In 1960 Ailleret was assigned the command of the 2nd Infantry Division and the Northeast Constantine Zone in Algeria. In April 1961 he assumed command of the Constantine Army Corps along the Morice Line facing Tunisia, taking the command the day after the Algiers putsch of 1961, which he opposed. In June 1961, as a result of his loyalty during the Algerian crisis to French President Charles de Gaulle, he assumed the duties of supreme commander of the joint forces in Algeria.

In 1962, Ailleret was promoted to General of the Army. He issued Order of the Day No. 11 of March 19, 1962, announcing the ceasefire in Algeria. He opposed the rebel Organisation armée secrète (OAS) army faction in March 1962. The Battle of Bab El Oued between French regular forces and the OAS occurred during Ailleret's command, as well as the 1962 Isly massacre, in which poorly trained Army conscripts fired on Pieds-noirs (Algerian-born Europeans).

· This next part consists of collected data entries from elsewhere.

//! Tenant credential record — pure data plus derived helpers.

use chrono::{DateTime, Utc};
use serde::{Deserialize, Serialize};

/// A single stored usage window: tokens consumed since `window_start`.
#[derive(Debug, Clone, Copy, PartialEq, Eq, Serialize, Deserialize)]
pub struct UsageWindow {
    /// When this window began accumulating usage.
    pub window_start: DateTime<Utc>,
    /// Tokens consumed since `window_start`.
    pub tokens_used: u64,
}

/// Fixed 5-minute bucket used by the optional amortised rolling-window cache.
#[derive(Debug, Clone, Copy, PartialEq, Eq, Serialize, Deserialize)]
pub struct Bucket {
    /// Bucket start, floored to `bucket_size_ms`.
    pub timestamp: DateTime<Utc>,
    /// Tokens attributed to this bucket.
    pub tokens: u64,
}

/// Optional in-record optimisation: 60 fixed 5-minute buckets spanning the
/// 5-hour rolling window, with a maintained running total.
#[derive(Debug, Clone, PartialEq, Eq, Serialize, Deserialize)]
pub struct RollingWindowCache {
    /// Fixed-size bucket slots.
    pub buckets: Vec<Bucket>,
    /// Sum of all non-expired buckets. Kept in sync by the limiter.
    pub running_total: u64,
    /// When `running_total` was last recomputed.
    pub last_updated: DateTime<Utc>,
    /// Rolling window span in milliseconds (5 hours).
    pub window_duration_ms: u64,
    /// Bucket resolution in milliseconds (5 minutes).
    pub bucket_size_ms: u64,
}

pub const WINDOW_DURATION_MS: u64 = 5 * 60 * 60 * 1000;
pub const BUCKET_SIZE_MS: u64 = 5 * 60 * 1000;
pub const BUCKET_COUNT: usize = (WINDOW_DURATION_MS / BUCKET_SIZE_MS) as usize;

impl RollingWindowCache {
    /// A freshly initialised, empty cache.
    #[must_use]
    pub fn empty(now: DateTime<Utc>) -> Self {
        Self {
            buckets: Vec::with_capacity(BUCKET_COUNT),
            running_total: 0,
            last_updated: now,
            window_duration_ms: WINDOW_DURATION_MS,
            bucket_size_ms: BUCKET_SIZE_MS,
        }
    }
}

/// Chars-per-token heuristic used by [`CredentialRecord::estimate_tokens`].
const CHARS_PER_TOKEN: usize = 4;
/// Fixed overhead charged per message in the estimate.
const PER_MESSAGE_OVERHEAD: u64 = 4;
/// Default ceiling added to the estimate when the request has no explicit
/// `max_tokens` hint.
const DEFAULT_MAX_TOKENS_CEILING: u64 = 1024;

/// A chat-completions request, reduced to the fields the estimator needs.
/// Both the OpenAI-compatible and Anthropic-compatible bodies are shaped
/// into this before estimation.
#[derive(Debug, Clone)]
pub struct RequestShape {
    /// Concatenated character count across all message contents.
    pub message_chars: usize,
    /// Number of messages in the request.
    pub message_count: usize,
    /// Explicit `max_tokens` hint, if the client supplied one.
    pub max_tokens: Option<u64>,
}

/// Tenant credential (primary entity). Created once by the admin surface,
/// mutated only by the meter on each successful request.
#[derive(Debug, Clone, Serialize, Deserialize)]
pub struct CredentialRecord {
    /// Opaque string id — the bearer key presented by clients.
    pub key: String,
    /// Human-readable name.
    pub name: String,
    /// Optional allow-listed model; `None` permits any model.
    pub model: Option<String>,
    /// Rolling token budget per 5-hour window.
    pub token_limit_per_5h: u64,
    /// Absolute expiry; the record is unusable once `now >= expiry`.
    pub expiry: DateTime<Utc>,
    /// Creation timestamp.
    pub created_at: DateTime<Utc>,
    /// Last-used timestamp, updated on every successful request.
    pub last_used: Option<DateTime<Utc>>,
    /// Monotonically increasing lifetime token count.
    pub total_lifetime_tokens: u64,
    /// Usage windows within (or recently outside) the rolling window.
    pub usage_windows: Vec<UsageWindow>,
    /// Optional amortised bucket cache; absent means the limiter falls
    /// back to scanning `usage_windows` directly.
    pub rolling_window_cache: Option<RollingWindowCache>,
    /// Admin identity that issued this key, if known. Provenance only;
    /// the request path never reads it.
    pub created_by: Option<String>,
}

/// Pluggable admission-time cost estimator. The char/4 heuristic below
/// is the only implementation that ships; the trait exists so a
/// tokeniser-backed estimator could be swapped in at the admission call
/// site without touching callers.
pub trait TokenEstimator {
    /// Estimate the upstream token cost of `request`. Not authoritative
    /// — the meter's observed usage always wins at charge time.
    fn estimate(&self, request: &RequestShape) -> u64;
}

/// The default, and currently only, [`TokenEstimator`]: a character
/// count divided by a fixed chars-per-token ratio, plus a fixed
/// per-message overhead and either the caller's `max_tokens` hint or a
/// conservative ceiling.
#[derive(Debug, Clone, Copy, Default)]
pub struct HeuristicEstimator;

impl TokenEstimator for HeuristicEstimator {
    fn estimate(&self, request: &RequestShape) -> u64 {
        let chars_cost = (request.message_chars / CHARS_PER_TOKEN) as u64;
        let overhead = PER_MESSAGE_OVERHEAD * request.message_count as u64;
        let ceiling = request.max_tokens.unwrap_or(DEFAULT_MAX_TOKENS_CEILING);
        chars_cost + overhead + ceiling
    }
}

impl CredentialRecord {
    /// True iff this record is past its absolute expiry.
    #[must_use]
    pub fn is_expired(&self, now: DateTime<Utc>) -> bool {
        now >= self.expiry
    }

    /// Estimate the upstream token cost of `request` for admission
    /// purposes, via [`HeuristicEstimator`]. Not authoritative — the
    /// meter's observed usage always wins at charge time.
    #[must_use]
    pub fn estimate_tokens(request: &RequestShape) -> u64 {
        HeuristicEstimator.estimate(request)
    }

    /// Whether `model` is permitted by this credential's allow-list.
    #[must_use]
    pub fn allows_model(&self, model: &str) -> bool {
        match &self.model {
            Some(allowed) => allowed == model,
            None => true,
        }
    }
}

/// Derived, read-only view returned by `stats()`.
#[derive(Debug, Clone, Serialize, Deserialize)]
pub struct CredentialStats {
    /// Tokens already consumed in the current (non-expired) window set.
    pub tokens_used_in_current_window: u64,
    /// Remaining budget before the next admission is rejected.
    pub remaining_tokens: u64,
    /// Whether the credential has passed its absolute expiry.
    pub is_expired: bool,
    /// Lifetime token count, never decreases.
    pub total_lifetime_tokens: u64,
}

Alleret then participated, with Christian Fouchet, High Commissioner in Algeria, in the transitional authority at the time of independence.

His opposition to the OAS and the Algerian rebellion made Ailleret a focus of hatred in dissident army ranks. His Paris residence was bombed by the OAS on 23 September 1961. His wife Liliane was home at the western Paris apartment, but was uninjured despite significant damage to the building.

==Army command==
Ailleret was appointed Chief of the Defence Staff on July 16, 1962 and returned to Paris. Ailleret was known as a decisive officer who could be harshly critical. His critics called him a "general from the ranks," a term that he adopted as a point of pride.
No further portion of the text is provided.